– Вы думаете? – с горечью сказала она. – Вы не знаете силы безразличия таких людей, как доктор Фастальф. Если бы для его науки потребовалось бы уничтожить мою жизнь, он сделал бы это без малейшего колебания.
– Это смешно, доктор Василия. По всему его обращению с вами было ясно, что он любил вас. Я это знаю. И вы… вы предлагали себя ему.
– Он и это сказал вам? Да, это на него похоже. Ни на одну минуту, даже сегодня, его не остановил вопрос, не смутит ли меня такое разоблачение. Да, я предлагала ему себя. А почему бы и нет? Он был единственным мужчиной, которого я, в сущности знала. Он был естественной мишенью для меня. Он знал, что я познакомилась с сексуальным возбуждением в контролируемых условиях – под его контролем. Было неизбежно, что я, в конечном счете, потянусь к нему. Так я и сделала – потому что никого другого не было – и он отказал мне.
– И вы за это возненавидели его?
– Нет, не сразу. Через несколько лет. Хотя мое сексуальное развитие замедлилось и исказилось, и эффекты этого я чувствую до сего дня, я не порицала его.
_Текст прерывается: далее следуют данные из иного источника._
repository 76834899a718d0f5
use std::env;

#[derive(Clone, Debug)]
pub struct CorsConfig {
    pub allowed_origins: Vec<String>,
}

impl CorsConfig {
    pub fn from_env() -> Self {
        let allowed_origins = env::var("ALLOWED_ORIGINS")
            .unwrap_or_else(|_| "http://localhost:3000,http://localhost:5173".to_string())
            .split(',')
            .map(|s| s.trim().to_string())
            .filter(|s| !s.is_empty())
            .collect();

        Self { allowed_origins }
    }
}
// Copyright (c) 2025 Kirky.X
//
// Licensed under the MIT License
// See LICENSE file in the project root for full license information.

use anyhow::Context;
use std::sync::Arc;
use url::Url;

use crate::config::settings::BackendSettings;
use crate::domain::search::source::{DestinationSource, SourceName};
use crate::infrastructure::search::endpoint_source::EndpointSource;

/// 创建目的地来源集合
///
/// 按固定顺序（database、google、openstreetmap）构建全部来源客户端，
/// 共享同一个 reqwest 客户端。单次调用的 `sources` 选项在此集合内筛选。
pub fn create_sources(
    backend: &BackendSettings,
) -> anyhow::Result<Vec<Arc<dyn DestinationSource>>> {
    let base_url = Url::parse(&backend.base_url)
        .with_context(|| format!("invalid backend base_url: {}", backend.base_url))?;

    let client = reqwest::Client::builder()
        .user_agent(backend.user_agent.clone())
        .build()
        .context("failed to build HTTP client")?;

    let mut sources: Vec<Arc<dyn DestinationSource>> = Vec::with_capacity(SourceName::ALL.len());
    for name in SourceName::ALL {
        let source = EndpointSource::new(name, &base_url, client.clone())
            .with_context(|| format!("invalid endpoint for source {}", name))?;
        sources.push(Arc::new(source));
    }

    Ok(sources)
}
Я слишком мало знала. Я искала извинения для него. Он очень занят. У него есть другие. Ему нужны женщины постарше. Вас, наверное, удивила бы изобретательность, с какой я придумывала причины его отказа. Лишь через несколько лет я начала понимать, что здесь что-то не так, и приступила к нему в открытую: «Почему ты отказал мне?» – Она сделала паузу и на минуту закрыла глаза.
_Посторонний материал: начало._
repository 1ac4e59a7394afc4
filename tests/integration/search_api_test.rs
// Copyright (c) 2025 Kirky.X
//
// Licensed under the MIT License
// See LICENSE file in the project root for full license information.

use axum::http::StatusCode;
use axum_test::TestServer;
use serde_json::{json, Value};
use std::sync::Arc;
use wiremock::matchers::{method, path};
use wiremock::{Mock, MockServer, ResponseTemplate};

use destrs::presentation::routes;

use crate::helpers;
use crate::helpers::DATABASE_PATH;

fn test_server(backend: &MockServer) -> TestServer {
    let aggregator = Arc::new(helpers::aggregator(backend));
    TestServer::new(routes::routes(aggregator)).expect("router must start")
}

#[tokio::test]
async fn test_search_endpoint_answers_with_success_envelope() {
    let backend = MockServer::start().await;
    helpers::mount_source(
        &backend,
        DATABASE_PATH,
        helpers::envelope(json!([helpers::place("Rome", "Italy", "city", "database")])),
    )
    .await;

    let server = test_server(&backend);
    let response = server
        .post("/v1/destinations/search")
        .json(&json!({ "query": "rome", "sources": ["database"] }))
        .await;

    response.assert_status(StatusCode::OK);
    let body: Value = response.json();
    assert_eq!(body["status"], "success");
    assert_eq!(body["query"], "rome");
    assert_eq!(body["count"], 1);
    assert_eq!(body["results"][0]["name"], "Rome");
    assert_eq!(body["results"][0]["source"], "database");
}

#[tokio::test]
async fn test_short_query_is_an_empty_success_not_an_error() {
    let backend = MockServer::start().await;
    let server = test_server(&backend);

    let response = server
        .post("/v1/destinations/search")
        .json(&json!({ "query": "r" }))
        .await;

    response.assert_status(StatusCode::OK);
    let body: Value = response.json();
    assert_eq!(body["status"], "success");
    assert_eq!(body["count"], 0);
    assert_eq!(body["results"], json!([]));
}

#[tokio::test]
async fn test_out_of_range_limit_is_rejected() {
    let backend = MockServer::start().await;
    let server = test_server(&backend);

    let response = server
        .post("/v1/destinations/search")
        .json(&json!({ "query": "rome", "limit": 500 }))
        .await;

    response.assert_status(StatusCode::BAD_REQUEST);
    let body: Value = response.json();
    assert!(body["error"].is_string());
}

#[tokio::test]
async fn test_cache_delete_forces_a_fresh_fetch() {
    let backend = MockServer::start().await;
    Mock::given(method("GET"))
        .and(path(DATABASE_PATH))
        .respond_with(ResponseTemplate::new(200).set_body_json(helpers::envelope(json!([
            helpers::place("Rome", "Italy", "city", "database")
        ]))))
        .expect(2)
        .mount(&backend)
        .await;

    let server = test_server(&backend);
    let request = json!({ "query": "rome", "sources": ["database"] });

    server.post("/v1/destinations/search").json(&request).await;

    let cleared = server.delete("/v1/destinations/cache").await;
    cleared.assert_status(StatusCode::NO_CONTENT);

    server.post("/v1/destinations/search").json(&request).await;
}

#[tokio::test]
async fn test_unknown_sources_degrade_to_empty_success() {
    let backend = MockServer::start().await;
    let server = test_server(&backend);

    let response = server
        .post("/v1/destinations/search")
        .json(&json!({ "query": "rome", "sources": ["bing"] }))
        .await;

    response.assert_status(StatusCode::OK);
    let body: Value = response.json();
    assert_eq!(body["count"], 0);
}

#[tokio::test]
async fn test_health_and_version_endpoints() {
    let backend = MockServer::start().await;
    let server = test_server(&backend);

    let health = server.get("/health").await;
    health.assert_status(StatusCode::OK);
    health.assert_text("OK");

    let version = server.get("/v1/version").await;
    version.assert_status(StatusCode::OK);
    version.assert_text(env!("CARGO_PKG_VERSION"));
}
Бейли ждал, застыв в смущении.
Успокоившись, она продолжала:
– Он избегал ответа, как только мог. Но я снова и снова спрашивала: «Почему ты отказал мне?» Он без колебаний занимался сексом. Я знала несколько случаев… Помню, думала – может просто предпочитает мужчин. Когда не стоит вопрос о детях, личное предпочтение в таких вещах не имеет значения: некоторым мужчинам женщины противны и наоборот. Но с человеком, которого вы называете моим отцом, дело обстояло иначе. Он любил женщин, иногда молодых, таких же, как была я, когда предлагала ему себя: «Почему ты отказал мне?». И он, наконец, ответил. Попробуйте догадаться, каков был ответ. – Она замолчала и ждала.
Бейли неловко пошевелился и сказал, заикаясь:
– Он не хотел заниматься любовью с дочерью?
– Не глупите. Какая разница? Вряд ли хоть один мужчина на Авроре знает, кто его дочь. Нет. Он ответил – ох, я до сих пор помню его слова: «Ты дура! Если я свяжусь с тобой в этом смысле – как я сохраню свою объективность и какая будет польза от дальнейшего изучения тебя?»
В это время я уже знала о его интересе к человеческому мозгу. Я даже пошла по его стопам и стала роботехником. Я работала с Жискаром в этом направлении и экспериментировала с его программированием. Я ведь хорошо это делала, Жискар?
– Хорошо, Маленькая Мисс.
– Но я поняла, что этот человек не видит во мне человеческое существо. Пусть моя жизнь испорчена, лишь бы он не рисковал своей объективностью. Его наблюдения значили для него больше, чем моя нормальность. И тогда я поняла, кто я и кто он – и ушла от него.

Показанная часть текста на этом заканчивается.